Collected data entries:
=== Section Start ===
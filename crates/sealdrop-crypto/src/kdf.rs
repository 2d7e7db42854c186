//! Key derivation: PBKDF2-HMAC-SHA512 password → key

use pbkdf2::pbkdf2_hmac;
use rand::{rngs::OsRng, RngCore};
use secrecy::{ExposeSecret, SecretString};
use sha2::Sha512;
use zeroize::Zeroizing;

use crate::error::{CryptoError, CryptoResult};

/// Default PBKDF2 iteration count, per current OWASP guidance for
/// PBKDF2-HMAC-SHA512. Earlier revisions of this scheme used 120,000 (and a
/// legacy 1,000-iteration SHA-1 variant that is not supported here).
pub const PBKDF2_ITERATIONS: u32 = 210_000;

/// Salt length in bytes. One fresh salt per encrypted file; the salt is stored
/// alongside the ciphertext's metadata, not inside the ciphertext.
pub const SALT_LENGTH: usize = 64;

/// PBKDF2 parameters
#[derive(Debug, Clone)]
pub struct KdfParams {
    /// Iteration count (default: [`PBKDF2_ITERATIONS`])
    pub iterations: u32,
}

impl Default for KdfParams {
    fn default() -> Self {
        Self {
            iterations: PBKDF2_ITERATIONS,
        }
    }
}

/// Generate a fresh random salt from the OS CSPRNG.
pub fn generate_salt() -> [u8; SALT_LENGTH] {
    let mut salt = [0u8; SALT_LENGTH];
    OsRng.fill_bytes(&mut salt);
    salt
}

/// Derive a key of `key_len` bytes from a password and salt.
///
/// Deterministic: the same (password, salt, key_len, iterations) always yields
/// the same key, which is what lets decryption with the stored salt recover
/// the encryption key. Pure function; neither the password nor the derived
/// key is ever logged or stored.
pub fn derive_key(
    password: &SecretString,
    salt: &[u8],
    key_len: usize,
    params: &KdfParams,
) -> CryptoResult<Zeroizing<Vec<u8>>> {
    if key_len == 0 {
        return Err(CryptoError::InvalidParameter(
            "key length must be positive".into(),
        ));
    }
    if params.iterations == 0 {
        return Err(CryptoError::InvalidParameter(
            "PBKDF2 iteration count must be positive".into(),
        ));
    }

    let mut key = Zeroizing::new(vec![0u8; key_len]);
    pbkdf2_hmac::<Sha512>(
        password.expose_secret().as_bytes(),
        salt,
        params.iterations,
        &mut key,
    );
    Ok(key)
}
=== Section End ===
Return, unchanged, the run of lines above that opens with the line containing "use pbkdf2::pbkdf2_hmac;" and closes with the line containing "if params.iterations == 0". Include both.

- _RESPONSE_
use pbkdf2::pbkdf2_hmac;
use rand::{rngs::OsRng, RngCore};
use secrecy::{ExposeSecret, SecretString};
use sha2::Sha512;
use zeroize::Zeroizing;

use crate::error::{CryptoError, CryptoResult};

/// Default PBKDF2 iteration count, per current OWASP guidance for
/// PBKDF2-HMAC-SHA512. Earlier revisions of this scheme used 120,000 (and a
/// legacy 1,000-iteration SHA-1 variant that is not supported here).
pub const PBKDF2_ITERATIONS: u32 = 210_000;

/// Salt length in bytes. One fresh salt per encrypted file; the salt is stored
/// alongside the ciphertext's metadata, not inside the ciphertext.
pub const SALT_LENGTH: usize = 64;

/// PBKDF2 parameters
#[derive(Debug, Clone)]
pub struct KdfParams {
    /// Iteration count (default: [`PBKDF2_ITERATIONS`])
    pub iterations: u32,
}

impl Default for KdfParams {
    fn default() -> Self {
        Self {
            iterations: PBKDF2_ITERATIONS,
        }
    }
}

/// Generate a fresh random salt from the OS CSPRNG.
pub fn generate_salt() -> [u8; SALT_LENGTH] {
    let mut salt = [0u8; SALT_LENGTH];
    OsRng.fill_bytes(&mut salt);
    salt
}

/// Derive a key of `key_len` bytes from a password and salt.
///
/// Deterministic: the same (password, salt, key_len, iterations) always yields
/// the same key, which is what lets decryption with the stored salt recover
/// the encryption key. Pure function; neither the password nor the derived
/// key is ever logged or stored.
pub fn derive_key(
    password: &SecretString,
    salt: &[u8],
    key_len: usize,
    params: &KdfParams,
) -> CryptoResult<Zeroizing<Vec<u8>>> {
    if key_len == 0 {
        return Err(CryptoError::InvalidParameter(
            "key length must be positive".into(),
        ));
    }
    if params.iterations == 0 {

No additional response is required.